Though a native Floridian, I’ve lived all over the United States. The son of a truck driver-turned-teacher and a real estate agent, I was the sole artist in my family. Yet art was far from my focus growing up. Like many, I found the theatre quite by accident and performance design by a much later accident—not until I had returned to finish my undergraduate degree as an older student. Prior to that, I had a hand at a number of varied jobs: electrician, library page, short order cook, actor, middle manager. Occasional hoodlum and regular troublemaker were on the list too, but those were volunteer positions.

When I finally decided to complete my undergraduate degree at Mary Washington College—married and with a very different life experience than my classmates—I actually went to pursue Theatre Management, with the goal of opening a theatre. In fact, my baccalaureate degree is in Theatre Management. While taking as many theatre classes as I could, however, my shady past as an artist reared its head and people assumed I was at school to become a designer. The thought hadn’t crossed my mind. With a department full of strong mentors—designers and non-designers alike—I embarked on a path that ultimately led me here: to Prague, sharing the world stage with some of the best talent my country has to offer.

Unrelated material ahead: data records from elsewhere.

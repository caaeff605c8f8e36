use crate::core::models::arena::{ArenaError, AtomWriter};
use crate::engine::action::{ActionKernel, ActionParts, CalcIo};
use crate::engine::error::EngineError;
use crate::engine::keywords::{Keywords, ParsedKeywords};
use crate::engine::registry::BuildContext;
use nalgebra::Vector3;
use std::collections::HashMap;
use tracing::debug;

/// Brings groups of atoms to the periodic image closest to a set of reference atoms.
///
/// Moved atoms lead the lease and are the only ones claimed for writing; the reference
/// atoms follow and are read before anything moves.
#[derive(Debug)]
pub struct WrapAroundKernel {
    /// Local indices of the moved atoms, `group_by` per group.
    atoms: Vec<usize>,
    /// Local indices of the reference atoms.
    around: Vec<usize>,
    group_by: usize,
    pair: bool,
}

impl WrapAroundKernel {
    fn wrap(&self, writer: &mut AtomWriter<'_>) -> Result<(), ArenaError> {
        let pbc = writer.pbc().clone();
        let references = self
            .around
            .iter()
            .map(|&local| writer.get(local))
            .collect::<Result<Vec<_>, _>>()?;

        for (g, group) in self.atoms.chunks(self.group_by).enumerate() {
            let first = writer.get(group[0])?;
            let image = if self.pair {
                references[g] + pbc.distance(&references[g], &first)
            } else {
                let mut best: Option<(f64, Vector3<f64>)> = None;
                for reference in &references {
                    let d = pbc.distance(reference, &first);
                    let d2 = d.norm_squared();
                    if best.is_none_or(|(b, _)| d2 < b) {
                        best = Some((d2, reference + d));
                    }
                }
                match best {
                    Some((_, image)) => image,
                    None => first,
                }
            };
            let shift = image - first;
            for &local in group {
                let position = writer.get(local)?;
                writer.set(local, position + shift)?;
            }
        }
        Ok(())
    }
}

impl ActionKernel for WrapAroundKernel {
    fn calculate(&mut self, io: &mut CalcIo<'_>) -> Result<(), EngineError> {
        let result = {
            let mut writer = io.writer()?;
            self.wrap(&mut writer)
        };
        result.map_err(|e| io.fail(e))
    }

    fn carries_forces(&self) -> bool {
        false
    }
}

pub fn keywords() -> Keywords {
    Keywords::new(
        "WRAPAROUND",
        "Move atoms to the periodic image closest to a set of reference atoms",
    )
    .atoms("ATOMS", "the atoms to be moved")
    .atoms("AROUND", "the reference atoms")
    .compulsory_with_default("GROUPBY", "1", "move atoms in groups of this size, following the first")
    .flag("PAIR", "pair each group with one reference atom instead of the closest")
    .with_stride()
}

pub fn build(ctx: &BuildContext<'_>, kw: &ParsedKeywords) -> Result<ActionParts, EngineError> {
    let label = ctx.label();
    let atoms = kw.atoms("ATOMS")?.unwrap_or_default();
    let around = kw.atoms("AROUND")?.unwrap_or_default();
    let group_by = kw.usize("GROUPBY")?.unwrap_or(1);
    let pair = kw.flag("PAIR");

    if atoms.is_empty() || around.is_empty() {
        return Err(EngineError::configuration(label, "both ATOMS and AROUND must list atoms"));
    }
    if group_by == 0 || atoms.len() % group_by != 0 {
        return Err(EngineError::configuration(
            label,
            format!("the number of atoms ({}) must be a multiple of GROUPBY ({group_by})", atoms.len()),
        ));
    }
    if pair && atoms.len() != around.len() * group_by {
        return Err(EngineError::configuration(
            label,
            format!(
                "with PAIR the number of atoms ({}) must equal the number of AROUND atoms ({}) times GROUPBY ({group_by})",
                atoms.len(),
                around.len()
            ),
        ));
    }

    let mut lease = Vec::new();
    let mut local_of = HashMap::new();
    let mut local = |atom: usize| {
        *local_of.entry(atom).or_insert_with(|| {
            lease.push(atom);
            lease.len() - 1
        })
    };
    let moved: Vec<usize> = atoms.iter().map(|&a| local(a)).collect();
    let referenced: Vec<usize> = around.iter().map(|&a| local(a)).collect();
    let writes = moved.iter().max().map_or(0, |&m| m + 1);
    let kernel = WrapAroundKernel {
        atoms: moved,
        around: referenced,
        group_by,
        pair,
    };

    debug!(
        label,
        groups = atoms.len() / group_by,
        references = around.len(),
        pair,
        "Configured wrapping"
    );
    let stride = kw.usize("STRIDE")?.unwrap_or(1);
    Ok(ActionParts::new(kernel)
        .atoms_writing_first(lease, writes)
        .pilot(stride))
}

I worked for a few years as a scenic and lighting designer in Michigan before returning to complete my formal education at the North Carolina School of the Arts. While I had many capable teachers, I identified most with the design aesthetic and kindred irreverence of Franco Colavecchia. While we do not design quite the same way, his influence is clear in that we share an appetite for clean, unencumbered, and fresh compositions; always seeking to make something different and new.

Franco taught me how to design, but Gregg Stull, back at Mary Washington, taught me how to be a mentor. That’s one of the skills I relish most as I have students of widely varying personalities, backgrounds, and talents passing through the halls at Wake Forest University. I maintain contact with many, as they forge their own unexpected path in performance design, and I continue to provide the best guidance I can for those who follow them; just as my twisting path continues, as a performance designer and irreverent troublemaker.